▸ **SUPPLIED ENTRIES**:

====

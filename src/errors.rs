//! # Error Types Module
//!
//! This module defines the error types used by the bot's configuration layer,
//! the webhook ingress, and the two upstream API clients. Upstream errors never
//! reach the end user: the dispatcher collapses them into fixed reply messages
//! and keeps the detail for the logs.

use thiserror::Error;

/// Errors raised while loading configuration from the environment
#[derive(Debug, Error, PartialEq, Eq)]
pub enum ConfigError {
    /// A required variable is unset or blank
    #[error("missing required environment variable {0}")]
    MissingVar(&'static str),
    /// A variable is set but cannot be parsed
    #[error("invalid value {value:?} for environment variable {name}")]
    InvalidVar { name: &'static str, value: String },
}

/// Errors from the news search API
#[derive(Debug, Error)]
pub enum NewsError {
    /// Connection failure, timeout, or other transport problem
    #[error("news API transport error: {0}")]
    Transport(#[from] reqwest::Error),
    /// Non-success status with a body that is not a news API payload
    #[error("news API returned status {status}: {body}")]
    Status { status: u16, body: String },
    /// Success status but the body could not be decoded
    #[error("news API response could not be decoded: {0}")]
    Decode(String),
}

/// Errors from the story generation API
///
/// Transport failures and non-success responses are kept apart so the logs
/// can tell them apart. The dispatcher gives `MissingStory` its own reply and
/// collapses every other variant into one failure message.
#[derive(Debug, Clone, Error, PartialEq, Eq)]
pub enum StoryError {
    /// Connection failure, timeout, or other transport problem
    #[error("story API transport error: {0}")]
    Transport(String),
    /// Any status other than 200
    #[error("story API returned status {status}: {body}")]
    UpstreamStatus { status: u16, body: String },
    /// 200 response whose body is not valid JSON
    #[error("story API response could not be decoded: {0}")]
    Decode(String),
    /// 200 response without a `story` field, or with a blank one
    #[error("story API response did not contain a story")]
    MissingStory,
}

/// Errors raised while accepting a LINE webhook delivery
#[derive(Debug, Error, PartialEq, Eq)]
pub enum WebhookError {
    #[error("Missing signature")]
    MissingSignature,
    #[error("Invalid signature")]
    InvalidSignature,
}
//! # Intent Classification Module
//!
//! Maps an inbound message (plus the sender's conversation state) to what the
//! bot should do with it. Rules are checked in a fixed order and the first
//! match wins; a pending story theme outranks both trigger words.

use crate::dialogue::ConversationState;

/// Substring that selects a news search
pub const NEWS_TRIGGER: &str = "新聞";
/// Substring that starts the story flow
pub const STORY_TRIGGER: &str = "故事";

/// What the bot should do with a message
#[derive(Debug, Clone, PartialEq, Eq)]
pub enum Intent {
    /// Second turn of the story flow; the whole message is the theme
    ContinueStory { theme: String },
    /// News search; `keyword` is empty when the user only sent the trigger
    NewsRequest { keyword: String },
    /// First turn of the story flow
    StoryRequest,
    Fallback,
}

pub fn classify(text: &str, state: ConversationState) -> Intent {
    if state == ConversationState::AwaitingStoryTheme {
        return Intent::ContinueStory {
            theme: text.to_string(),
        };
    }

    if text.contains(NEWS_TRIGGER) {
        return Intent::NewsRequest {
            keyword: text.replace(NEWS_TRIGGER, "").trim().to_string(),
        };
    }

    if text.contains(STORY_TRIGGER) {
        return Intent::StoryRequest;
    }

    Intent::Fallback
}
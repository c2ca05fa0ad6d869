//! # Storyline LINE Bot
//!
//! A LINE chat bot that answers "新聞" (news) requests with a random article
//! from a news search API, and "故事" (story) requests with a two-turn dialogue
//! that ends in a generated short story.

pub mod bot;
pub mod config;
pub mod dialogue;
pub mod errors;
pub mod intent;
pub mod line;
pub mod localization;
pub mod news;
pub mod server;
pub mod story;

====

▸ **TASK INSTRUCTIONS**: Extract the whole listing, character for character.

▸ **TASK OUTPUT**:
filename src/errors.rs
//! # Error Types Module
//!
//! This module defines the error types used by the bot's configuration layer,
//! the webhook ingress, and the two upstream API clients. Upstream errors never
//! reach the end user: the dispatcher collapses them into fixed reply messages
//! and keeps the detail for the logs.

use thiserror::Error;

/// Errors raised while loading configuration from the environment
#[derive(Debug, Error, PartialEq, Eq)]
pub enum ConfigError {
    /// A required variable is unset or blank
    #[error("missing required environment variable {0}")]
    MissingVar(&'static str),
    /// A variable is set but cannot be parsed
    #[error("invalid value {value:?} for environment variable {name}")]
    InvalidVar { name: &'static str, value: String },
}

/// Errors from the news search API
#[derive(Debug, Error)]
pub enum NewsError {
    /// Connection failure, timeout, or other transport problem
    #[error("news API transport error: {0}")]
    Transport(#[from] reqwest::Error),
    /// Non-success status with a body that is not a news API payload
    #[error("news API returned status {status}: {body}")]
    Status { status: u16, body: String },
    /// Success status but the body could not be decoded
    #[error("news API response could not be decoded: {0}")]
    Decode(String),
}

/// Errors from the story generation API
///
/// Transport failures and non-success responses are kept apart so the logs
/// can tell them apart. The dispatcher gives `MissingStory` its own reply and
/// collapses every other variant into one failure message.
#[derive(Debug, Clone, Error, PartialEq, Eq)]
pub enum StoryError {
    /// Connection failure, timeout, or other transport problem
    #[error("story API transport error: {0}")]
    Transport(String),
    /// Any status other than 200
    #[error("story API returned status {status}: {body}")]
    UpstreamStatus { status: u16, body: String },
    /// 200 response whose body is not valid JSON
    #[error("story API response could not be decoded: {0}")]
    Decode(String),
    /// 200 response without a `story` field, or with a blank one
    #[error("story API response did not contain a story")]
    MissingStory,
}

/// Errors raised while accepting a LINE webhook delivery
#[derive(Debug, Error, PartialEq, Eq)]
pub enum WebhookError {
    #[error("Missing signature")]
    MissingSignature,
    #[error("Invalid signature")]
    InvalidSignature,
}
//! # Intent Classification Module
//!
//! Maps an inbound message (plus the sender's conversation state) to what the
//! bot should do with it. Rules are checked in a fixed order and the first
//! match wins; a pending story theme outranks both trigger words.

use crate::dialogue::ConversationState;

/// Substring that selects a news search
pub const NEWS_TRIGGER: &str = "新聞";
/// Substring that starts the story flow
pub const STORY_TRIGGER: &str = "故事";

/// What the bot should do with a message
#[derive(Debug, Clone, PartialEq, Eq)]
pub enum Intent {
    /// Second turn of the story flow; the whole message is the theme
    ContinueStory { theme: String },
    /// News search; `keyword` is empty when the user only sent the trigger
    NewsRequest { keyword: String },
    /// First turn of the story flow
    StoryRequest,
    Fallback,
}

pub fn classify(text: &str, state: ConversationState) -> Intent {
    if state == ConversationState::AwaitingStoryTheme {
        return Intent::ContinueStory {
            theme: text.to_string(),
        };
    }

    if text.contains(NEWS_TRIGGER) {
        return Intent::NewsRequest {
            keyword: text.replace(NEWS_TRIGGER, "").trim().to_string(),
        };
    }

    if text.contains(STORY_TRIGGER) {
        return Intent::StoryRequest;
    }

    Intent::Fallback
}
repository c2ca05fa0ad6d869
//! # Storyline LINE Bot
//!
//! A LINE chat bot that answers "新聞" (news) requests with a random article
//! from a news search API, and "故事" (story) requests with a two-turn dialogue
//! that ends in a generated short story.

pub mod bot;
pub mod config;
pub mod dialogue;
pub mod errors;
pub mod intent;
pub mod line;
pub mod localization;
pub mod news;
pub mod server;
pub mod story;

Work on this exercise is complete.